- Native name: Erythropotamos (Greek); Ερυθροπόταμος (Greek); Luda reka (Bulgarian); Луда река (Bulgarian);

Location
- Countries: Bulgaria and Greece

Physical characteristics
- • location: Eastern Rhodope Mountains
- • location: Maritsa/Evros
- • coordinates: 41°19′41″N 26°30′33″E﻿ / ﻿41.32806°N 26.50917°E
- Length: approx. 100 km (62 mi)
- Basin size: 1,618.5 km²

Basin features
- Progression: Maritsa→ Aegean Sea

= Erythropotamos =

The Erythropotamos (Ερυθροπόταμος, meaning "red river") or Luda reka (Луда река, meaning "mad river") is a river in southern Bulgaria (Haskovo Province) and northeastern Greece (Evros regional unit). Its Turkish name was Kızıldelisu. Its source is near Mega Dereio. It flows into the Maritsa (Evros) near Didymoteicho.

==Geography==
The source of the river is in the eastern Rhodope Mountains in the western Evros regional unit, Greece, near the village Mikro Dereio. It crosses the border with Bulgaria near Gorno Lukovo in the Ivaylovgrad municipality, and forms the Greek-Bulgarian border for several kilometers. It crosses back into Greece between the villages Siv Kladenets and Alepochori. It passes the villages Metaxades, Ladi, Mani and Koufovouno before flowing into the Evros just beyond Didymoteicho.
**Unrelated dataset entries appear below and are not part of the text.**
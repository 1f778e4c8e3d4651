// Copyright (C) 2026 Michael Wilson <mike@mdwn.dev>
//
// This program is free software: you can redistribute it and/or modify it under
// the terms of the GNU General Public License as published by the Free Software
// Foundation, version 3.
//
// This program is distributed in the hope that it will be useful, but WITHOUT
// ANY WARRANTY; without even the implied warranty of MERCHANTABILITY or FITNESS
// FOR A PARTICULAR PURPOSE. See the GNU General Public License for more details.
//
// You should have received a copy of the GNU General Public License along with
// this program. If not, see <https://www.gnu.org/licenses/>.
//
//! Info page geometry: the standard macro grid, location ordering and the
//! structural edits that change the macro order.

use tracing::debug;

use crate::error::{Error, Result};
use crate::program::{Macro, Program, INFO_PAGE_RIGHT_EDGE};

/// The width of a macro knob on the Info page.
pub const MACRO_WIDTH: i32 = 60;
/// Macros whose positions differ by less than this are in the same row or column.
pub const LOCATION_FUDGE: i32 = 30;
/// The most macros the standard layout can hold.
pub const MAX_MACROS: usize = 32;

const INFO_PAGE_BOTTOM: i32 = 480;
const ROW_HEIGHT: i32 = 115;
const CROWDED_ROW_HEIGHT: i32 = ROW_HEIGHT - 10;

/// The standard grid for a number of macros.
#[derive(Clone, Copy, Debug, PartialEq, Eq)]
pub struct Grid {
    per_row: usize,
    rows: usize,
    row_height: i32,
    top: i32,
    gap: i32,
}

impl Grid {
    /// Computes the grid for the given number of visible macros. `top_nudge`
    /// shifts the whole grid vertically.
    pub fn new(count: usize, top_nudge: i32) -> Result<Grid> {
        if count > MAX_MACROS {
            return Err(Error::application(format!(
                "There are {} macros on the Info page, but the standard layout holds at most {}.",
                count, MAX_MACROS
            )));
        }
        let per_row = match count {
            0..=12 => 4,
            13..=15 => 5,
            16..=21 => 7,
            _ => 8,
        };
        let rows = count.div_ceil(per_row);
        let row_height = if rows >= 4 {
            CROWDED_ROW_HEIGHT
        } else {
            ROW_HEIGHT
        };
        let rows_above_bottom = match rows {
            0 | 1 => 1,
            2 | 3 => 2,
            _ => 3,
        };
        let per_row_i32 = per_row as i32;
        Ok(Grid {
            per_row,
            rows,
            row_height,
            top: INFO_PAGE_BOTTOM - rows_above_bottom * row_height + top_nudge,
            gap: (INFO_PAGE_RIGHT_EDGE - MACRO_WIDTH * per_row_i32) / (per_row_i32 + 1),
        })
    }

    pub fn per_row(&self) -> usize {
        self.per_row
    }

    pub fn rows(&self) -> usize {
        self.rows
    }

    pub fn row_height(&self) -> i32 {
        self.row_height
    }

    pub fn top(&self) -> i32 {
        self.top
    }

    /// Gets the position of the macro at the given place in the layout.
    pub fn position(&self, index: usize) -> (i32, i32) {
        let row = (index / self.per_row) as i32;
        let column = (index % self.per_row) as i32;
        (
            self.gap + column * (MACRO_WIDTH + self.gap),
            self.top + row * self.row_height,
        )
    }
}

/// Orders the given macros by where they are on the Info page. Rows first
/// reads top to bottom then left to right; otherwise left to right then top
/// to bottom, the way script GUIs lay out their controls.
pub fn location_order(macros: &[Macro], indices: &[usize], rows_first: bool) -> Vec<usize> {
    let key = |index: usize| {
        let m = &macros[index];
        if rows_first {
            (m.y(), m.x())
        } else {
            (m.x(), m.y())
        }
    };

    let mut sorted = indices.to_vec();
    sorted.sort_by_key(|&index| key(index));

    let mut bands: Vec<Vec<usize>> = Vec::new();
    let mut band_start = None;
    for index in sorted {
        let (primary, _) = key(index);
        match (band_start, bands.last_mut()) {
            (Some(start), Some(band)) if primary - start < LOCATION_FUDGE => band.push(index),
            _ => {
                bands.push(vec![index]);
                band_start = Some(primary);
            }
        }
    }

    bands
        .into_iter()
        .flat_map(|mut band| {
            band.sort_by_key(|&index| {
                let (primary, secondary) = key(index);
                (secondary, primary)
            });
            band
        })
        .collect()
}

/// Puts the visible macros into location order, leaving the hidden ones after
/// them. Returns true if the order changed.
pub fn reorder_macros_by_location(program: &mut Program, rows_first: bool) -> Result<bool> {
    let visible = program.visible_macro_indices();
    let mut order = location_order(program.macros(), &visible, rows_first);
    order.extend((0..program.macros().len()).filter(|index| !visible.contains(index)));
    apply_order(program, &order)
}

/// Moves the visible macros into the standard grid, in their current order.
/// Stacked macros stay where they are. Returns true if any macro moved.
pub fn move_macros_to_standard_layout(program: &mut Program, top_nudge: i32) -> Result<bool> {
    let visible = program.visible_macro_indices();
    let grid = Grid::new(visible.len(), top_nudge)?;
    debug!(
        macros = visible.len(),
        per_row = grid.per_row(),
        rows = grid.rows(),
        "Standard layout"
    );
    let mut moved = false;
    for (place, index) in visible.into_iter().enumerate() {
        let (x, y) = grid.position(place);
        moved |= program.set_macro_location(index, x, y);
    }
    Ok(moved)
}

/// Moves the given macros to the end of the order, keeping their relative order.
pub fn move_macros_to_end(program: &mut Program, indices: &[usize]) -> Result<bool> {
    let mut order: Vec<usize> = (0..program.macros().len())
        .filter(|index| !indices.contains(index))
        .collect();
    order.extend(indices.iter().copied());
    apply_order(program, &order)
}

/// Removes the given macros and the modulations they drive.
pub fn remove_macros(program: &mut Program, indices: &[usize]) -> Result<()> {
    let mut indices = indices.to_vec();
    indices.sort_unstable();
    indices.dedup();
    for index in indices.into_iter().rev() {
        program.remove_macro(index);
    }
    program.commit_and_reload()
}

/// Works out where a new Wheel macro belongs in the current macro order.
pub fn wheel_insertion_index(program: &Program) -> usize {
    let macros = program.macros();
    let adsr: Vec<usize> = (0..macros.len()).filter(|&i| macros[i].is_adsr()).collect();
    if adsr.len() == 4 {
        if let Some(attack) = adsr.iter().copied().find(|&i| macros[i].is_attack()) {
            let mut names: Vec<String> = adsr
                .iter()
                .map(|&i| macros[i].display_name().to_lowercase())
                .collect();
            names.sort();
            names.dedup();
            if names.len() == 4 {
                return attack;
            }
        }
    }

    let continuous: Vec<usize> = program
        .visible_macro_indices()
        .into_iter()
        .filter(|&i| macros[i].is_continuous())
        .collect();
    match continuous.last() {
        None => 0,
        Some(&last) if continuous.len() < 4 => last + 1,
        Some(&last) if continuous.len() == 4 => {
            let zeroed_reverb = macros[last].is_reverb() && macros[last].value() == 0.0;
            let has_toggles = macros.iter().any(Macro::is_toggle);
            if zeroed_reverb && !has_toggles {
                last
            } else {
                last + 1
            }
        }
        Some(_) => 4,
    }
}

/// Reorders the macros and rebuilds the program from the saved file.
fn apply_order(program: &mut Program, order: &[usize]) -> Result<bool> {
    if order.iter().copied().eq(0..program.macros().len()) {
        return Ok(false);
    }
    program.reorder_macros(order);
    program.commit_and_reload()?;
    Ok(true)
}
Its largest tributary is the Byala reka ("white river") in Bulgaria, which flows into the Luda reka near the village Odrintsi.

==Hydrology==
The Erythropotamos River basin covers an area of approximately 1,618.5 km^{2}, with most of it in Greece's Thrace region and a smaller part in Bulgaria. The region's geological formations include orthogneisses, augen gneisses, pegmatites, marbles, amphibolites, and sediments. Elevations range from 16 meters to 1,258 meters above mean sea level, with a predominantly hilly terrain.

==Flood Events and Susceptibility==
The Erythropotamos River is prone to frequent flooding, particularly in its lower reaches. Significant flood events have occurred in 2010, 2017, and 2018, causing considerable damage. Flood susceptibility mapping has been carried out using GIS and remote sensing technologies, identifying high-risk zones and validating them with SAR imagery. Approximately 60% of recent flood areas intersect with high susceptibility zones on these maps.

==Invasive Species==
The Erythropotamos River has been affected by the introduction of invasive species, such as the Asian clam (Corbicula fluminea). This species was first recorded in Greece within the Erythropotamos River, likely spreading downstream from Bulgaria. The presence of this species poses ecological risks and challenges for river basin management.